C’est au niveau des cantons qu’une opposition plus nette pourrait surgir. C’est pour cela que l’accord prévoit un maintien des systèmes de taxation en vigueur (entre 0 et 7%), avec une imposition cantonale suisse qui serait déduite de la taxation en France (20 à 45% en ligne directe).
Sauf qu’au final, cette convention va avoir des répercussions sur les citoyens suisses eux-mêmes.
En plus du manque à gagner pour l’Etat helvétique qui risque de voir de nombreux Français retraverser la frontière, ou même s’installer en Belgique, les Suisses résidant en France devront désormais payer des droits de succession sur la maison qu’ils hériteront de leurs parents.
« Le Conseil fédéral a signé cette convention sans consulter les cantons: c’est bafouer le fédéralisme », a critiqué, de son côté, Catherine Labouchère, une élue libérale du canton de Vaud.
Les frondeurs ont demandé au Parlement suisse de ne pas ratifier cette convention sous menace de lancer eux-mêmes un référendum cantonal sur la question.
Il faudrait alors qu’au moins huit cantons le réclament. « Aujourd’hui nous sommes sept, les six cantons romands et le canton de Berne. Nous sommes convaincus que nous trouverons au moins un canton alémanique » supplémentaire, a calculé Philippe Nantermod du PLR, le Parti des libéraux-radicaux.
Alain
N’est-ce pas un amalgame de mélanger liste grise OCDE et relation franco-suisse sur les successions ?
Margaux Mauger
Repasser en liste grise aurait pu être une fatalité selon plusieurs experts.

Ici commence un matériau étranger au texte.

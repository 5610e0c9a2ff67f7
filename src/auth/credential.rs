//! Access token secret, credential pair, and expiry classification.

// crates.io
use oauth2::http::HeaderValue;
// self
use crate::{_prelude::*, error::ConfigError};

/// Redacted access token wrapper keeping sensitive material out of logs.
#[derive(Clone, PartialEq, Eq, Serialize, Deserialize)]
#[serde(transparent)]
pub struct AccessToken(String);
impl AccessToken {
	/// Wraps a new token string.
	pub fn new(value: impl Into<String>) -> Self {
		Self(value.into())
	}

	/// Returns the inner token value. Callers must avoid logging this string.
	pub fn expose(&self) -> &str {
		&self.0
	}

	/// Returns true when the token carries no characters.
	pub fn is_empty(&self) -> bool {
		self.0.is_empty()
	}

	/// Renders a sensitive `Bearer <token>` header value.
	pub fn bearer_header(&self) -> Result<HeaderValue, ConfigError> {
		let mut value = HeaderValue::from_str(&format!("Bearer {}", self.0))?;

		value.set_sensitive(true);

		Ok(value)
	}
}
impl AsRef<str> for AccessToken {
	fn as_ref(&self) -> &str {
		self.expose()
	}
}
impl Debug for AccessToken {
	fn fmt(&self, f: &mut Formatter) -> FmtResult {
		f.debug_tuple("AccessToken").field(&"<redacted>").finish()
	}
}
impl Display for AccessToken {
	fn fmt(&self, f: &mut Formatter) -> FmtResult {
		f.write_str("<redacted>")
	}
}

/// Access token paired with the absolute instant it stops being valid.
///
/// The two fields only ever change together: stores replace whole credentials.
#[derive(Clone, Debug, PartialEq, Eq)]
pub struct Credential {
	/// Bearer token issued for the target principal.
	pub access_token: AccessToken,
	/// Absolute expiry reported by the token-generation endpoint.
	pub expires_at: OffsetDateTime,
}
impl Credential {
	/// Pairs a token with its expiry.
	pub fn new(access_token: impl Into<String>, expires_at: OffsetDateTime) -> Self {
		Self { access_token: AccessToken::new(access_token), expires_at }
	}

	/// Returns `true` once `instant` reaches the expiry (no skew margin).
	pub fn is_expired_at(&self, instant: OffsetDateTime) -> bool {
		instant >= self.expires_at
	}

	/// Time left before expiry; negative once expired.
	pub fn remaining_at(&self, instant: OffsetDateTime) -> Duration {
		self.expires_at - instant
	}

	/// Classifies the credential at `instant`.
	pub fn expiry_at(&self, instant: OffsetDateTime) -> ExpiryState {
		if self.is_expired_at(instant) {
			ExpiryState::Expired(self.expires_at)
		} else {
			ExpiryState::Valid(self.expires_at)
		}
	}
}

/// Expiry state of a credential slot relative to a given instant.
#[derive(Clone, Copy, Debug, PartialEq, Eq, Hash)]
pub enum ExpiryState {
	/// No credential has been fetched yet.
	Unset,
	/// A credential exists but expired at the carried instant.
	Expired(OffsetDateTime),
	/// A credential exists and stays valid until the carried instant.
	Valid(OffsetDateTime),
}
impl ExpiryState {
	/// Classifies an optional credential at `instant`.
	pub fn of(credential: Option<&Credential>, instant: OffsetDateTime) -> Self {
		credential.map_or(Self::Unset, |credential| credential.expiry_at(instant))
	}

	/// Returns `true` when a refresh is required before the slot can be used.
	pub fn is_expiring(self) -> bool {
		!matches!(self, Self::Valid(_))
	}

	/// Expiry instant, if a credential was ever stored.
	pub fn expires_at(self) -> Option<OffsetDateTime> {
		match self {
			Self::Unset => None,
			Self::Expired(at) | Self::Valid(at) => Some(at),
		}
	}

	/// Returns a stable label suitable for span fields.
	pub const fn as_str(self) -> &'static str {
		match self {
			Self::Unset => "unset",
			Self::Expired(_) => "expired",
			Self::Valid(_) => "valid",
		}
	}
}

#[cfg(test)]
mod tests {
	// crates.io
	use time::macros;
	// self
	use super::*;

	#[test]
	fn token_formatters_redact() {
		let token = AccessToken::new("super-secret");

		assert_eq!(format!("{token:?}"), "AccessToken(\"<redacted>\")");
		assert_eq!(format!("{token}"), "<redacted>");
		assert!(!format!("{:?}", Credential::new("super-secret", OffsetDateTime::UNIX_EPOCH))
			.contains("super-secret"));
	}

	#[test]
	fn bearer_header_is_marked_sensitive() {
		let header = AccessToken::new("tok123")
			.bearer_header()
			.expect("Plain ASCII tokens should form a valid header.");

		assert_eq!(header.to_str().expect("Header should be ASCII."), "Bearer tok123");
		assert!(header.is_sensitive());
		assert!(AccessToken::new("bad\ntoken").bearer_header().is_err());
	}

	#[test]
	fn expiry_states_cover_all_transitions() {
		let expires = macros::datetime!(2025-01-01 01:00 UTC);
		let credential = Credential::new("access", expires);

		assert_eq!(ExpiryState::of(None, expires), ExpiryState::Unset);
		assert_eq!(
			ExpiryState::of(Some(&credential), macros::datetime!(2025-01-01 00:59:59 UTC)),
			ExpiryState::Valid(expires)
		);
		assert_eq!(credential.expiry_at(expires), ExpiryState::Expired(expires));
		assert!(ExpiryState::Unset.is_expiring());
		assert!(ExpiryState::Expired(expires).is_expiring());
		assert!(!ExpiryState::Valid(expires).is_expiring());
		assert_eq!(ExpiryState::Unset.expires_at(), None);
		assert_eq!(
			credential.remaining_at(macros::datetime!(2025-01-01 00:30 UTC)),
			Duration::minutes(30)
		);
	}
}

En effet dans le contexte actuel de chasse aux sorcière en terme de fiscalité la pression des pays sur la suisse est importante.
Si la suisse n’avait pas signé elle pouvait effectivement se retrouver sur la liste des pays dit « non coopératifs » (cf analyse Avocate fiscaliste et auteur de «Exil fiscal, mythes, fantasmes et réalités», Manon Sieraczek-Laporte)
Margaux Mauger
A noter, de plus, que si la Suisse n’avait pas ratifié cette nouvelle convention la France aurait de façon très probable dénoncé unilatéralement l’accord de 1953.
Robert
Merci pour ces explications qui sont les bienvenues dans cette athmosphère où les informations sont plus que difficiles à déchiffrer.
Olivier
J’aimerais savoir si cet accord concernant entre autres les droits de succession, fera une distinction entre le résidant suisse frontalier qui habite en France mais qui travaille en Suisse (et qui du coup réside fiscalement en suisse) et le résidant suisse qui travaille en France? J’ai toujours entendu dire que dans le cas de frontaliers, on était imposé sur son lieu de travail et non sur son lieu de résidence. Ceci s’appliquerait-il dans ce cas aussi?
Pat
Quelqu’un sait il quand la ratification de l’accord sera soumis au parlement CH?
VDA
Bonjour,
Le Conseil Fédéral suisse a adopté le message relatif à la Convention sur les successions franco-suisse le 4 septembre 2013, à l’attention des Chambres fédérales.
Cette convention entrera en vigueur après approbation par les Parlements respectifs des deux Etats et une fois le délai référendaire expiré en Suisse (i.e. 100 jours).
La France a renoncé à demander l’application de ce texte à compter du 1er janvier 2014.